**What is expected:**
How many lines in the records below contain the word "into"? Answer with the number only.

**Available data:**

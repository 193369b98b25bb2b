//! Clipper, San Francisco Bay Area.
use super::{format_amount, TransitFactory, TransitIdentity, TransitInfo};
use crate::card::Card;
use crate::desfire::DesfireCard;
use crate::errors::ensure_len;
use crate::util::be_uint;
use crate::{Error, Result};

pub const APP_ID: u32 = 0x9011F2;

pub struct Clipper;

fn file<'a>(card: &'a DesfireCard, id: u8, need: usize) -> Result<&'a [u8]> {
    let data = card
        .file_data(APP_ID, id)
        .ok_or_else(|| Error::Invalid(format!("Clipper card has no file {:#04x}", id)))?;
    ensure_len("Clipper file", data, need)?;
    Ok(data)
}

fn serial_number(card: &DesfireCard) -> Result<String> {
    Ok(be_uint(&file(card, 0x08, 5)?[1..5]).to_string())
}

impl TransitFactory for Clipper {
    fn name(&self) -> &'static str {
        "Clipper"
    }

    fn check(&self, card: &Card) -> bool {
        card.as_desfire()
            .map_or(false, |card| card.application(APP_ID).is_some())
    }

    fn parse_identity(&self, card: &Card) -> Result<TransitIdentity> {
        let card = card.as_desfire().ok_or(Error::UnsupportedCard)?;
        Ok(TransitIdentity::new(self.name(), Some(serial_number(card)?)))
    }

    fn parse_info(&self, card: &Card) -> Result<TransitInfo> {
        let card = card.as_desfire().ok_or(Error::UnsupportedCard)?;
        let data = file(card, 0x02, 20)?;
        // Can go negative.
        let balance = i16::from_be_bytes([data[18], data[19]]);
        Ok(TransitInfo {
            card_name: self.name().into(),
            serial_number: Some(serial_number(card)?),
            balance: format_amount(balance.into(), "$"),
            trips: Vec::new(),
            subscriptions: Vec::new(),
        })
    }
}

**Solution:**
2